━━━ DATA FOR THIS EXERCISE ━━━

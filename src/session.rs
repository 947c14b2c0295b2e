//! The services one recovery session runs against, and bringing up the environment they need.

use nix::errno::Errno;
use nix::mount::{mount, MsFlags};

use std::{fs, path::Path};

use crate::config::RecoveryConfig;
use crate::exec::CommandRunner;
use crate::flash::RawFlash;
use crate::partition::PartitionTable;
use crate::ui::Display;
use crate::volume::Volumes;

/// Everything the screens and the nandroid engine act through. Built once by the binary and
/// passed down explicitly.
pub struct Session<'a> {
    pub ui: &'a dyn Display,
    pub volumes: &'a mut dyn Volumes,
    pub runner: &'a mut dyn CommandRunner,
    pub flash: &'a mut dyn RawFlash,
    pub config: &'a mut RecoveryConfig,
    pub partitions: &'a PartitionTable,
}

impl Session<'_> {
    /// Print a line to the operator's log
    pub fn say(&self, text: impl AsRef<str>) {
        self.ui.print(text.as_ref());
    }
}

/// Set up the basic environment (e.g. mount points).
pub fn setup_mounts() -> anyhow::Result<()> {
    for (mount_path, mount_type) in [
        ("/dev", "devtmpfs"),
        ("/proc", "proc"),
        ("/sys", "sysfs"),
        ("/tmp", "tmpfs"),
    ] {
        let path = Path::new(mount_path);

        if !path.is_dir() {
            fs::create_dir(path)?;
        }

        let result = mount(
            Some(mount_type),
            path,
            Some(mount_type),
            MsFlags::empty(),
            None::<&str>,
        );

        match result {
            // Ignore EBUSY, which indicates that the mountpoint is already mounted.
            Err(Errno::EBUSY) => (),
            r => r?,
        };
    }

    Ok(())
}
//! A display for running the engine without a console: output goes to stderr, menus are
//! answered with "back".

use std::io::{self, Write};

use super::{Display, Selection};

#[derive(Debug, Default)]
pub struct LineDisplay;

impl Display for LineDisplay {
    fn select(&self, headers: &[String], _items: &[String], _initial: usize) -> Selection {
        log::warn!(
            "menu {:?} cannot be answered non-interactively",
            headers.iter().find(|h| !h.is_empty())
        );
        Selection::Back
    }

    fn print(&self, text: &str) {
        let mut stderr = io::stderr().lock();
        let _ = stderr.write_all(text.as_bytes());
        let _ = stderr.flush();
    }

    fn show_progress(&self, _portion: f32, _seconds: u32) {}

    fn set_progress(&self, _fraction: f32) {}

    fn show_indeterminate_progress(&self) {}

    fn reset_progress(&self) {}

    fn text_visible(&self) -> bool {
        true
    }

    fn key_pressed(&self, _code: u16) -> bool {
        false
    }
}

━━━
━━━ DATA FOR THIS EXERCISE ━━━

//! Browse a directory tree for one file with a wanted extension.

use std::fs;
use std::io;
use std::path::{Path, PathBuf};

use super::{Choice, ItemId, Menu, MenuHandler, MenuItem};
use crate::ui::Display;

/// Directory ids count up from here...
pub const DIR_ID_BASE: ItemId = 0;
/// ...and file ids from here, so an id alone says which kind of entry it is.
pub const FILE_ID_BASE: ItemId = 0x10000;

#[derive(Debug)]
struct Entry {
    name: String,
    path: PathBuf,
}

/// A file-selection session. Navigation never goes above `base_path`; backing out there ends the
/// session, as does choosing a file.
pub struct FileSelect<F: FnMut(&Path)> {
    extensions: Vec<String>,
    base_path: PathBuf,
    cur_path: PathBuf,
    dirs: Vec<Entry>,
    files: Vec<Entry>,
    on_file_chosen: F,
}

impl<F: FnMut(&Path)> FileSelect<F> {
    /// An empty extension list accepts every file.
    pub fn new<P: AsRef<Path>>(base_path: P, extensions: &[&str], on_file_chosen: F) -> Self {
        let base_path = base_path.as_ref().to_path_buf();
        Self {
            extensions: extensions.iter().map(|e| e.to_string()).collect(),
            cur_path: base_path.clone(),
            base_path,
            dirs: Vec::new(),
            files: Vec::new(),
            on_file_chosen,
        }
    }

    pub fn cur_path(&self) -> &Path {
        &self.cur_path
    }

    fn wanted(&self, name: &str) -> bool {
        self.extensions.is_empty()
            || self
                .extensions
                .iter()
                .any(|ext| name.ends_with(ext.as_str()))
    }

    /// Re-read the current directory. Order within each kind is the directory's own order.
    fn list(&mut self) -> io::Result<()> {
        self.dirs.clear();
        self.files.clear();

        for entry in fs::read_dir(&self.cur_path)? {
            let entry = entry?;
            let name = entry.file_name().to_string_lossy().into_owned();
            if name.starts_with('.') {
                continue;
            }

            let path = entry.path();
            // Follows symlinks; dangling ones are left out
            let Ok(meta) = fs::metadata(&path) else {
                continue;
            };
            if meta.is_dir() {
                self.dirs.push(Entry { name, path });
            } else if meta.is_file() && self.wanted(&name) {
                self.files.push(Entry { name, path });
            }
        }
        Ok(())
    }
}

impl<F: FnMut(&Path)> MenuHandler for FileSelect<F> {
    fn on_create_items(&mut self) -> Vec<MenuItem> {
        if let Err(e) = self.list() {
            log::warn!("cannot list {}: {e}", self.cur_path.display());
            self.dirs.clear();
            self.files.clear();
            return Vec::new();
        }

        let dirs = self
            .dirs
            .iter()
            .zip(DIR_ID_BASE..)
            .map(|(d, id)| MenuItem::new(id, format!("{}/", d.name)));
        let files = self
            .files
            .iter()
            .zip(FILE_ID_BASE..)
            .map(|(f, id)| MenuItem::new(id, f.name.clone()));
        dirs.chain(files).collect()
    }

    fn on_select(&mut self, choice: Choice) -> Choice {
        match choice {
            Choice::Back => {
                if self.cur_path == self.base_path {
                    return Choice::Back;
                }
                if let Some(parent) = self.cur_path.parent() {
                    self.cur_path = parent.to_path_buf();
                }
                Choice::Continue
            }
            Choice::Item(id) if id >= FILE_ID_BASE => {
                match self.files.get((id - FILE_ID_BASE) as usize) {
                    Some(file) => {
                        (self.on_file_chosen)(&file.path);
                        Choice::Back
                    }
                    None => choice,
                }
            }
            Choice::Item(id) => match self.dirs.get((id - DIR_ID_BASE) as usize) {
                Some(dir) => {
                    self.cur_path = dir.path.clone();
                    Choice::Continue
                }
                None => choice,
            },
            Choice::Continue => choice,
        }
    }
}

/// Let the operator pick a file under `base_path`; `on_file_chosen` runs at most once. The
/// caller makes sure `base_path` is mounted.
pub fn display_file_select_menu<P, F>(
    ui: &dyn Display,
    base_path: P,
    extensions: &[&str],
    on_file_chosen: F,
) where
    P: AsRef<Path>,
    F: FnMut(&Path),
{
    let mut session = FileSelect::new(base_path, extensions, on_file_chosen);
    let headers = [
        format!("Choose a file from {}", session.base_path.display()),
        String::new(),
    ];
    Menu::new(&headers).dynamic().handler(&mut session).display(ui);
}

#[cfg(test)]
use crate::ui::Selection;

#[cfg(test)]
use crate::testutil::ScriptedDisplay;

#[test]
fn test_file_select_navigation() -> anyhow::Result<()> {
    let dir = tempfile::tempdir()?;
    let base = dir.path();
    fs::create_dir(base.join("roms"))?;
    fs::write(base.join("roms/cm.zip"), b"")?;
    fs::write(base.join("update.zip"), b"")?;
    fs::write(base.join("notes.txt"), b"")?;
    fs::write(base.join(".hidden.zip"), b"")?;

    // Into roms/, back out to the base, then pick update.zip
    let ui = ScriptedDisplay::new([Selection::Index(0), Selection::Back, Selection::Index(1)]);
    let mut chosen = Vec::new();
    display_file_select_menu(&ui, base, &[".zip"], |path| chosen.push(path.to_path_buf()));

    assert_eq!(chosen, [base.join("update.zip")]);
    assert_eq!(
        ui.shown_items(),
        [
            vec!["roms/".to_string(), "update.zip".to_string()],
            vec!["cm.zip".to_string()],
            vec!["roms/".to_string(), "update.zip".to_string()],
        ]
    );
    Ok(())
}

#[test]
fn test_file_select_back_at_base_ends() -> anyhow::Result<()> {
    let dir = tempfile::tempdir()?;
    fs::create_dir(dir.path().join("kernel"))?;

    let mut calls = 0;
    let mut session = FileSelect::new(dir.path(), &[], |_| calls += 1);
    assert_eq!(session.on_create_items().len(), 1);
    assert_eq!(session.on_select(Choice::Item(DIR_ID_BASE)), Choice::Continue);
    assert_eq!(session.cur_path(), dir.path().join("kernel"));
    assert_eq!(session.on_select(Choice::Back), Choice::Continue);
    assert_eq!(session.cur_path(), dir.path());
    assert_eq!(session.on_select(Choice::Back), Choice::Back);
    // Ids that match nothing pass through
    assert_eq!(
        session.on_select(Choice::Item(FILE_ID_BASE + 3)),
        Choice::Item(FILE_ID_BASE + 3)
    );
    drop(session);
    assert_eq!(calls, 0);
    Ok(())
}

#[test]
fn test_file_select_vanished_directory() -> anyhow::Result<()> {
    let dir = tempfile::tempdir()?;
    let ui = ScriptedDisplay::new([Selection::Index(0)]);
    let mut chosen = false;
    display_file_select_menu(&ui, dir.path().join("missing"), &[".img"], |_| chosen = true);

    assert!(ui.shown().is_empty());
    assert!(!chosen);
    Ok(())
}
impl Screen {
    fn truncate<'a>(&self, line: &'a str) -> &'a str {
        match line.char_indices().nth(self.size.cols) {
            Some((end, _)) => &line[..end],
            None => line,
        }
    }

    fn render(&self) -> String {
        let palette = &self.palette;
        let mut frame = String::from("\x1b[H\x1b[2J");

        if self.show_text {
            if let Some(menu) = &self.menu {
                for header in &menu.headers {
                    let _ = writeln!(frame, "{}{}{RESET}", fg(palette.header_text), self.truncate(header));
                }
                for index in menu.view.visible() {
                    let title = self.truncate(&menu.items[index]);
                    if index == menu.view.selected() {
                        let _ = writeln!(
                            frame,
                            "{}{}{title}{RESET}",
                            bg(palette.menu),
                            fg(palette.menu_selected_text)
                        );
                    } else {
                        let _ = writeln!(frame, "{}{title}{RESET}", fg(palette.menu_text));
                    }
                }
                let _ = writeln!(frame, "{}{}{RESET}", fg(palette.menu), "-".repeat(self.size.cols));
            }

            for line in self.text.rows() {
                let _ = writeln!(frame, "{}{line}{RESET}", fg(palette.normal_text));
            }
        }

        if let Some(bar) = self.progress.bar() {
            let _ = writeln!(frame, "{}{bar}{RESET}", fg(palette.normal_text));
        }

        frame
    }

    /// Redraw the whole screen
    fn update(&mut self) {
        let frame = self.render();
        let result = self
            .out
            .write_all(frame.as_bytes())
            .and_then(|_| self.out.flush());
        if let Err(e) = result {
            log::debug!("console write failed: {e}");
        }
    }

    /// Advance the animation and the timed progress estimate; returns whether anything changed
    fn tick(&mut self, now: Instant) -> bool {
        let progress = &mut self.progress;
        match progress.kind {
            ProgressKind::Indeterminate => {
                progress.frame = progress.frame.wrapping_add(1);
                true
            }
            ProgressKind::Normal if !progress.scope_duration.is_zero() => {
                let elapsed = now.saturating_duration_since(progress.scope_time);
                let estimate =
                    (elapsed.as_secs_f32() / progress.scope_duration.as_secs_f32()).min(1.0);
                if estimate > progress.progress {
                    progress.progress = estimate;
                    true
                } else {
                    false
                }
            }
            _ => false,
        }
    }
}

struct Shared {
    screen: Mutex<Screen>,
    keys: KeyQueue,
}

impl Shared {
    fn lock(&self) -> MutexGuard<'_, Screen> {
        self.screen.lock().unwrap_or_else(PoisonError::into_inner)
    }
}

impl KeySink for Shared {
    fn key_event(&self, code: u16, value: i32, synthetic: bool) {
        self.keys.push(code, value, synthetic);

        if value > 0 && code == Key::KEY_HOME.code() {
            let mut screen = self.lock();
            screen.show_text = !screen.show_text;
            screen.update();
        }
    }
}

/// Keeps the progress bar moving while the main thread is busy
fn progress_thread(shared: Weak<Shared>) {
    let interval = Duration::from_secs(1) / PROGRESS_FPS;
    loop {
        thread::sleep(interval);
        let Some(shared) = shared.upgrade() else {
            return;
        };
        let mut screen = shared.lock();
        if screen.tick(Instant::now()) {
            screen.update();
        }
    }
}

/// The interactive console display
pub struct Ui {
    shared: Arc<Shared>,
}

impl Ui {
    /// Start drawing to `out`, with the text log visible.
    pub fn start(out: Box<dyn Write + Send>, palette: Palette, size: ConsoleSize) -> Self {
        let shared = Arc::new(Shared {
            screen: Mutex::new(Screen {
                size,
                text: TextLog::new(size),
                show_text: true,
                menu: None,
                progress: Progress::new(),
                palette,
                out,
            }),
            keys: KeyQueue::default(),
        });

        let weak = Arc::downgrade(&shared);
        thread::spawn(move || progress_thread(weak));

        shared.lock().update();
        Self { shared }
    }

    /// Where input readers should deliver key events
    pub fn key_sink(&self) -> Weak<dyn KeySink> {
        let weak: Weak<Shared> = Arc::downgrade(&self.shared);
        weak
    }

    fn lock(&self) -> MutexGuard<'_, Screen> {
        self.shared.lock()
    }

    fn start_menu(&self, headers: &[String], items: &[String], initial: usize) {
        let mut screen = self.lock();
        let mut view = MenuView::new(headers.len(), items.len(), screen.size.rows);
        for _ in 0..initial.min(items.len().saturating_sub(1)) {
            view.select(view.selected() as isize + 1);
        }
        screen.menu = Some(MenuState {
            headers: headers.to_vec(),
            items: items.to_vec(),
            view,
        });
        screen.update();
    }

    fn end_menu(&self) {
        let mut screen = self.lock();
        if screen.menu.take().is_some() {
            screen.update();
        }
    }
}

━━━

- [WORK TO BE COMPLETED]:
Using the entries above, give back exactly the line containing "environment they need.", the line containing "pub flash: &'a", and every line between them, and nothing else.

- [WRITTEN REPLY]:
//! The services one recovery session runs against, and bringing up the environment they need.

use nix::errno::Errno;
use nix::mount::{mount, MsFlags};

use std::{fs, path::Path};

use crate::config::RecoveryConfig;
use crate::exec::CommandRunner;
use crate::flash::RawFlash;
use crate::partition::PartitionTable;
use crate::ui::Display;
use crate::volume::Volumes;

/// Everything the screens and the nandroid engine act through. Built once by the binary and
/// passed down explicitly.
pub struct Session<'a> {
    pub ui: &'a dyn Display,
    pub volumes: &'a mut dyn Volumes,
    pub runner: &'a mut dyn CommandRunner,
    pub flash: &'a mut dyn RawFlash,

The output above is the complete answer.